Graham attempted to modify the CNN approach by applying the kernel only on 3-by-3 sections of the image that contained at least one nonzero value pixel. This modification allowed him to efficiently identify handwritten Chinese characters. The system achieved an error rate of only 2.61 percent in a 2013 competition, outperforming the average human score of 4.81 percent. Graham then focused on the challenge of three-dimensional object recognition.
By 2017, Graham had joined Facebook AI Research and further refined his technique. He published the details for the first SCNN, which positioned the kernel only on pixels with nonzero values. Terao later applied this idea to particle physics.
Underground Shots
Terao is involved in experiments at the Fermi National Accelerator Laboratory studying neutrinos, which are elusive elementary particles. Neutrinos are abundant in the universe, but rarely detected. Consequently, neutrino experiment data is often sparse. Terao sought improved data analysis approaches and found potential in SCNNs.

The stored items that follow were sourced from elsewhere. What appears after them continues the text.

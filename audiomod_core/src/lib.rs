//! Orchestration layer for audio edits that are carried out by external
//! engines.
//!
//! The crate never decodes audio itself. It resolves job options, probes the
//! input, turns an [`Operation`] into a descriptor for ffmpeg or SoX, runs it
//! (once, or twice for normalization), and puts the result where the caller
//! asked for it.

use std::io;
use std::path::PathBuf;

use thiserror::Error;

pub mod config;
pub mod console;
pub mod descriptor;
pub mod engine;
pub mod executor;
pub mod finalize;
pub mod job;
pub mod metadata;
pub mod progress;

pub use config::{validate_fade_seconds, JobConfig, JobOptions, OptionKey};
pub use console::Console;
pub use descriptor::{AudioFilter, Effect, EffectChain, Gain, Input, OutputTarget, Pass, Plan};
pub use engine::{
    CaptureDevice, CommandPlayer, EffectsEngine, EngineEvent, EngineReport, Ffmpeg, Player, Sox,
    Toolchain, Transcoder,
};
pub use executor::{JobEvent, JobListener, MeasuredPeak, SilentListener};
pub use job::{AudioModifier, JobOutcome, JobStatus, Operation};
pub use metadata::{AudioMetadata, FfprobeProbe, Probe, SymphoniaProbe};

/// Coarse classification of an [`AudioModError`].
#[derive(Clone, Copy, Debug, PartialEq, Eq)]
pub enum ErrorKind {
    /// A parameter was missing or out of range. Nothing was executed.
    Validation,
    /// The job options could not be turned into a configuration.
    Config,
    /// Reading the input metadata failed.
    Probe,
    /// An external engine failed or produced output that could not be parsed.
    Engine,
    /// Replacing the original input with the processed output failed.
    Overwrite,
}

/// Errors produced while resolving, running or finishing a job.
#[derive(Debug, Error)]
pub enum AudioModError {
    /// No input file was given, neither as an argument nor in the options.
    #[error("You must enter a valid local path file")]
    MissingInput,

    /// The input path does not point at a readable file.
    #[error("input file does not exist: {}", .0.display())]
    InputNotFound(PathBuf),

    /// A required positional argument was omitted.
    #[error("You must enter {0}")]
    MissingArgument(&'static str),

    /// A positional argument was not a number.
    #[error("'{value}' is not a valid {what}")]
    InvalidNumber { what: &'static str, value: String },

    /// Pitch percent outside `1..=200`.
    #[error("Pitch percent to change must be between 1 and 200 (got {0})")]
    PitchOutOfRange(i64),

    /// Fade length outside `1..=30` seconds.
    #[error("Fade time must be between 1 and 30 seconds (got {0})")]
    FadeOutOfRange(f64),

    /// Recording time below one second.
    #[error("You must enter a valid seconds time to record mic (got {0})")]
    RecordTooShort(f64),

    /// Effect name outside the supported set.
    #[error(
        "You must enter a valid effect: (reverb | echo | chorus | flanger | distort | lowpass | highpass | bendup | benddown | reverse), got '{0}'"
    )]
    UnknownEffect(String),

    /// The resolved output would overwrite the input while it is being read.
    #[error("output path '{}' is the input file; pass overwrite=true to replace it", .0.display())]
    OutputIsInput(PathBuf),

    /// A job option carried a value that is not a number.
    #[error("invalid value '{value}' for option {option}: expected a number")]
    NotNumeric { option: &'static str, value: String },

    /// A job option name that is not recognized.
    #[error("unknown option '{0}'")]
    UnknownOption(String),

    /// The metadata probe failed for the given file.
    #[error("failed to probe '{}': {reason}", path.display())]
    Probe { path: PathBuf, reason: String },

    /// An external program could not be started.
    #[error("failed to start {program}: {source}")]
    EngineSpawn {
        program: String,
        #[source]
        source: io::Error,
    },

    /// An external program exited unsuccessfully.
    #[error("{program} exited with {}: {detail}", code.map_or_else(|| "a signal".to_owned(), |c| format!("code {c}")))]
    EngineFailed {
        program: String,
        code: Option<i32>,
        detail: String,
    },

    /// Engine output that should have contained a measurement did not parse.
    #[error("unreadable engine report: {0}")]
    UnreadableReport(String),

    /// None of the known local players could be started.
    #[error("no audio player found (tried {0})")]
    NoPlayer(String),

    /// Copying the processed temp file over the original input failed.
    #[error("failed to overwrite '{}' with the processed output: {source}", path.display())]
    Overwrite {
        path: PathBuf,
        #[source]
        source: io::Error,
    },

    /// Wrapper around IO errors encountered while reading or writing files.
    #[error(transparent)]
    Io(#[from] io::Error),
}

impl AudioModError {
    /// Classify the error.
    pub fn kind(&self) -> ErrorKind {
        match self {
            AudioModError::MissingInput
            | AudioModError::InputNotFound(_)
            | AudioModError::MissingArgument(_)
            | AudioModError::InvalidNumber { .. }
            | AudioModError::PitchOutOfRange(_)
            | AudioModError::FadeOutOfRange(_)
            | AudioModError::RecordTooShort(_)
            | AudioModError::UnknownEffect(_)
            | AudioModError::OutputIsInput(_) => ErrorKind::Validation,
            AudioModError::NotNumeric { .. } | AudioModError::UnknownOption(_) => ErrorKind::Config,
            AudioModError::Probe { .. } => ErrorKind::Probe,
            AudioModError::EngineSpawn { .. }
            | AudioModError::EngineFailed { .. }
            | AudioModError::UnreadableReport(_)
            | AudioModError::NoPlayer(_)
            | AudioModError::Io(_) => ErrorKind::Engine,
            AudioModError::Overwrite { .. } => ErrorKind::Overwrite,
        }
    }
}

pub type Result<T, E = AudioModError> = std::result::Result<T, E>;

#[cfg(test)]
mod tests {
    use super::*;

    #[test]
    fn validation_errors_carry_the_corrective_instruction() {
        let err = AudioModError::MissingArgument("your output volume wished");
        assert_eq!(err.to_string(), "You must enter your output volume wished");
        assert_eq!(err.kind(), ErrorKind::Validation);
    }

    #[test]
    fn engine_failure_message_names_exit_code() {
        let err = AudioModError::EngineFailed {
            program: "ffmpeg".into(),
            code: Some(1),
            detail: "Invalid data found when processing input".into(),
        };
        assert_eq!(
            err.to_string(),
            "ffmpeg exited with code 1: Invalid data found when processing input"
        );
        assert_eq!(err.kind(), ErrorKind::Engine);
    }

    #[test]
    fn overwrite_failures_are_classified_separately() {
        let err = AudioModError::Overwrite {
            path: PathBuf::from("/tmp/in.mp3"),
            source: io::Error::from(io::ErrorKind::PermissionDenied),
        };
        assert_eq!(err.kind(), ErrorKind::Overwrite);
    }
}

In 2019, Terao used SCNNs to analyze simulated data from the Deep Underground Neutrino Experiment (DUNE). DUNE, set to launch in 2026, is the world’s largest neutrino physics experiment. Neutrinos will travel 800 miles from Fermilab to an underground laboratory in South Dakota, oscillating between three types. These oscillations may reveal valuable information about neutrino properties. SCNNs proved faster and computationally efficient in analyzing the simulated data, indicating they will likely be used in the actual experiment.
In 2021, Terao introduced SCNNs to another neutrino experiment at Fermilab called MicroBooNE. The experiment examines collisions between neutrinos and argon atom nuclei to infer details about the original neutrinos. To accomplish this, an algorithm is needed to associate pixels (or “voxels” in 3D) in a representation of the detector with particle trajectories. SCNNs are well-suited for this task due to the sparse nature of the data, as they can analyze the entire image concurrently and with greater speed compared to standard CNNs.
Timely Triggers
Felix Yu, a former undergraduate intern on the MicroBooNE project, was impressed by the efficiency of SCNNs and brought the tools to his graduate work at a Harvard research laboratory affiliated with the IceCube Neutrino Observatory. The observatory aims to detect high-energy neutrinos and trace their origins, often outside our galaxy. The detector consists of optical sensors buried in Antarctic ice, with only a fraction of the sensors active at any moment. Many recorded “events” turn out to be false positives, so triggered-level events must be quickly identified for further analysis. SCNNs offer a powerful and efficient approach for this task.